For our purposes for depiction, we must trust the research of those professionals, & draw the best conclusions we can based on which facts are known, but add Grandma’s stories to breathe life into our depictions.  Our projects will assume fashion for depiction is based on one of the factors below.

A)  Fashion and/or the concept of fashion of the day was physically carried from the east coast (originating from the same influences as Easterners), & then modified or adapted to suit the culture, time, place, or activity;

This starts with the assumption whatever the current trend of the east is being carried west, & will focus on those factors which would cause them to be modified; e.g. materials, patterns, or communication unavailable;

It means fashion will almost always be 1 or 2 years out of style compared to the east;

Designs based on this assumption will end up being modifications of whatever was in style in the east a couple of years prior to the depiction.

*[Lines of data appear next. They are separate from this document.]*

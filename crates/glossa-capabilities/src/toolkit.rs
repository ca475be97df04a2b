use std::sync::Arc;

use glossa_core::{Capability, OperationStream, SessionError, SessionManager};

use crate::errors::SetupError;
use crate::prompt::PromptConfig;
use crate::prompts::PromptTemplates;
use crate::summarizer::SummarizerConfig;
use crate::translator::TranslatorConfig;
use crate::vendors::cloud::{CloudConfig, CloudPrompt, CloudSummarizer, CloudTranslator};

/// One [`SessionManager`] per concern, sharing nothing but the backend setup.
///
/// Each manager keeps its own session, status listeners and cancellation, so a
/// running translation is unaffected by a summary request.
pub struct Toolkit<T = CloudTranslator, S = CloudSummarizer, P = CloudPrompt>
where
    T: Capability<Config = TranslatorConfig>,
    S: Capability<Config = SummarizerConfig>,
    P: Capability<Config = PromptConfig>,
{
    translator: SessionManager<T>,
    summarizer: SessionManager<S>,
    prompt: SessionManager<P>,
}

impl Toolkit {
    /// Cloud backed toolkit with the built-in prompt templates.
    pub fn cloud(config: CloudConfig) -> Result<Self, SetupError> {
        Self::cloud_with_templates(config, PromptTemplates::new()?)
    }

    /// Cloud backed toolkit with caller supplied templates.
    pub fn cloud_with_templates(
        config: CloudConfig,
        templates: PromptTemplates,
    ) -> Result<Self, SetupError> {
        let client = crate::vendors::cloud::build_client(&config)?;
        let config = Arc::new(config);
        let templates = Arc::new(templates);
        Ok(Self::new(
            CloudTranslator::with_client(client.clone(), Arc::clone(&config), Arc::clone(&templates)),
            CloudSummarizer::with_client(client.clone(), Arc::clone(&config), Arc::clone(&templates)),
            CloudPrompt::with_client(client, config, templates),
        ))
    }
}

impl<T, S, P> Toolkit<T, S, P>
where
    T: Capability<Config = TranslatorConfig>,
    S: Capability<Config = SummarizerConfig>,
    P: Capability<Config = PromptConfig>,
{
    pub fn new(translator: T, summarizer: S, prompt: P) -> Self {
        Self {
            translator: SessionManager::new(translator),
            summarizer: SessionManager::new(summarizer),
            prompt: SessionManager::new(prompt),
        }
    }

    pub fn translator(&self) -> &SessionManager<T> {
        &self.translator
    }

    pub fn summarizer(&self) -> &SessionManager<S> {
        &self.summarizer
    }

    pub fn prompter(&self) -> &SessionManager<P> {
        &self.prompt
    }

    pub async fn translate(
        &self,
        text: &str,
        config: &TranslatorConfig,
    ) -> Result<OperationStream, SessionError> {
        self.translator.stream_operation(text, config).await
    }

    pub async fn summarize(
        &self,
        text: &str,
        config: &SummarizerConfig,
    ) -> Result<OperationStream, SessionError> {
        self.summarizer.stream_operation(text, config).await
    }

    pub async fn prompt(
        &self,
        text: &str,
        config: &PromptConfig,
    ) -> Result<OperationStream, SessionError> {
        self.prompt.stream_operation(text, config).await
    }

    /// Cancels in-flight streams and initializations on every manager.
    pub fn abort_all(&self) {
        self.translator.abort_stream();
        self.translator.abort_initialization();
        self.summarizer.abort_stream();
        self.summarizer.abort_initialization();
        self.prompt.abort_stream();
        self.prompt.abort_initialization();
    }

    pub fn destroy_all(&self) {
        self.translator.destroy_session();
        self.summarizer.destroy_session();
        self.prompt.destroy_session();
    }
}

B) Clothing was origined out of local materials; e.g. furs, leathers, & therefore based on the same influences as men’s fashion such as evolution of the cowboy ensemble, almost strictly for function;

These projects will be researched & developed per project by specific region, working with our subcontractors who specialize in indigenous materials;

The American Cowgirl in particular demands research into male clothing & its adaptation for women.

C) Fashion design & clothing was a combination of above; e.g. western innovations like denim jeans which arise out of functional need; yet using modern technology of fabric, dye, & production that comes from the east which combines local availability of fur, skin, or locally made fabrics or materials (such as spun or woven yarn) with those of mass production or import;

This will be the result of very specific character of research, since it combines extensive historical data as to fashion of the day PLUS the specific geographic region including all aspects of the time & place;

It cannot be generalized.

D) Design & construction of garments comes of native, ancient civilization inspiration, influence, or actual use;

Silhouettes intentionally choses not to develop “D”, as the world of ancient & Indian cultures is vast & complex, &  can take a lifetime, although influences of such will be considered with characters where that is pertinent.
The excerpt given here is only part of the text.